## [TASK INSTRUCTIONS]
All that is required is the number of lines in this listing that hold "Artifacts".

## [DATA RECORDS]
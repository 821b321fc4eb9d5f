//! # MPEG Transport Stream packets
//!
//! This module holds the fixed-size packet container moved through the
//! capture pipeline and the PID set used to filter it.
//!
//! The capture tool never looks inside a packet beyond its sync byte and
//! PID, so there is no PSI/PES handling here.
//!
//! ## Example Usage
//!
//! ```rust
//! use dvbdd::format::ts::{PidSet, TsPacket, TS_PACKET_SIZE};
//!
//! # fn main() -> Result<(), Box<dyn std::error::Error>> {
//! let pids = PidSet::parse(["0", "0x100"])?;
//!
//! let pkt = TsPacket::with_pid(256);
//! assert!(pkt.sync_ok());
//! assert!(pids.matches(pkt.pid()));
//! assert_eq!(pkt.as_bytes().len(), TS_PACKET_SIZE);
//! # Ok(())
//! # }
//! ```

/// PID list parsing and matching
pub mod pid;

/// Packet container and constants
pub mod types;

#[cfg(test)]
mod tests;

pub use pid::{PidSet, MAX_PID};
pub use types::{TsPacket, PID_ALL, PID_NULL, PID_PAT, SYNC_BYTE, TS_HEADER_SIZE, TS_PACKET_SIZE};
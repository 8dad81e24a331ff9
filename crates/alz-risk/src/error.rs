use crate::config::ConfigError;
use crate::risk::{BatchError, ConfigLoadError, PipelineError};
use crate::telemetry::TelemetryError;
use axum::http::StatusCode;
use axum::response::{IntoResponse, Response};
use axum::Json;
use serde_json::json;
use std::fmt;
use tracing::{error, warn};

#[derive(Debug)]
pub enum AppError {
    Config(ConfigError),
    Telemetry(TelemetryError),
    Io(std::io::Error),
    Input(serde_json::Error),
    Server(axum::Error),
    Artifacts(ConfigLoadError),
    Pipeline(PipelineError),
    Batch(BatchError),
}

impl fmt::Display for AppError {
    fn fmt(&self, f: &mut fmt::Formatter<'_>) -> fmt::Result {
        match self {
            AppError::Config(err) => write!(f, "configuration error: {}", err),
            AppError::Telemetry(err) => write!(f, "telemetry error: {}", err),
            AppError::Io(err) => write!(f, "io error: {}", err),
            AppError::Input(err) => write!(f, "invalid input record: {}", err),
            AppError::Server(err) => write!(f, "server error: {}", err),
            AppError::Artifacts(err) => write!(f, "artifact load error: {}", err),
            AppError::Pipeline(err) => write!(f, "prediction error: {}", err),
            AppError::Batch(err) => write!(f, "batch scoring error: {}", err),
        }
    }
}

impl std::error::Error for AppError {
    fn source(&self) -> Option<&(dyn std::error::Error + 'static)> {
        match self {
            AppError::Config(err) => Some(err),
            AppError::Telemetry(err) => Some(err),
            AppError::Io(err) => Some(err),
            AppError::Input(err) => Some(err),
            AppError::Server(err) => Some(err),
            AppError::Artifacts(err) => Some(err),
            AppError::Pipeline(err) => Some(err),
            AppError::Batch(err) => Some(err),
        }
    }
}

impl IntoResponse for AppError {
    fn into_response(self) -> Response {
        let (status, message) = match &self {
            AppError::Pipeline(err) if err.is_client_error() => {
                warn!(error = %err, "prediction request rejected");
                (StatusCode::BAD_REQUEST, err.to_string())
            }
            AppError::Input(err) => (StatusCode::BAD_REQUEST, err.to_string()),
            AppError::Pipeline(err) => {
                error!(error = %err, "prediction failed");
                (
                    StatusCode::INTERNAL_SERVER_ERROR,
                    "prediction failed".to_string(),
                )
            }
            AppError::Config(_)
            | AppError::Telemetry(_)
            | AppError::Io(_)
            | AppError::Server(_)
            | AppError::Artifacts(_)
            | AppError::Batch(_) => {
                error!(error = %self, "request failed");
                (
                    StatusCode::INTERNAL_SERVER_ERROR,
                    "internal error".to_string(),
                )
            }
        };

        let body = Json(json!({ "error": message }));
        (status, body).into_response()
    }
}

impl From<ConfigError> for AppError {
    fn from(value: ConfigError) -> Self {
        Self::Config(value)
    }
}

impl From<TelemetryError> for AppError {
    fn from(value: TelemetryError) -> Self {
        Self::Telemetry(value)
    }
}

impl From<std::io::Error> for AppError {
    fn from(value: std::io::Error) -> Self {
        Self::Io(value)
    }
}

impl From<axum::Error> for AppError {
    fn from(value: axum::Error) -> Self {
        Self::Server(value)
    }
}

impl From<ConfigLoadError> for AppError {
    fn from(value: ConfigLoadError) -> Self {
        Self::Artifacts(value)
    }
}

impl From<PipelineError> for AppError {
    fn from(value: PipelineError) -> Self {
        Self::Pipeline(value)
    }
}

impl From<BatchError> for AppError {
    fn from(value: BatchError) -> Self {
        Self::Batch(value)
    }
}

#[cfg(test)]
mod tests {
    use super::*;
    use crate::risk::{ClassificationError, FeatureKind, TypeCoercionError};

    #[test]
    fn client_pipeline_errors_map_to_bad_request() {
        let err = AppError::from(PipelineError::from(TypeCoercionError {
            field: "Age".to_string(),
            value: "abc".to_string(),
            expected: FeatureKind::Integer,
        }));
        assert_eq!(err.into_response().status(), StatusCode::BAD_REQUEST);
    }

    #[test]
    fn malformed_input_maps_to_bad_request() {
        let parse_error = serde_json::from_str::<serde_json::Value>("{\"Age\": ")
            .expect_err("truncated json");
        let err = AppError::Input(parse_error);
        assert!(err.to_string().starts_with("invalid input record:"));
        assert_eq!(err.into_response().status(), StatusCode::BAD_REQUEST);
    }

    #[test]
    fn classification_errors_map_to_server_error() {
        let err = AppError::from(PipelineError::from(ClassificationError::new("bad shape")));
        assert_eq!(
            err.into_response().status(),
            StatusCode::INTERNAL_SERVER_ERROR
        );
    }
}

## [PROBLEM SOLUTION]
5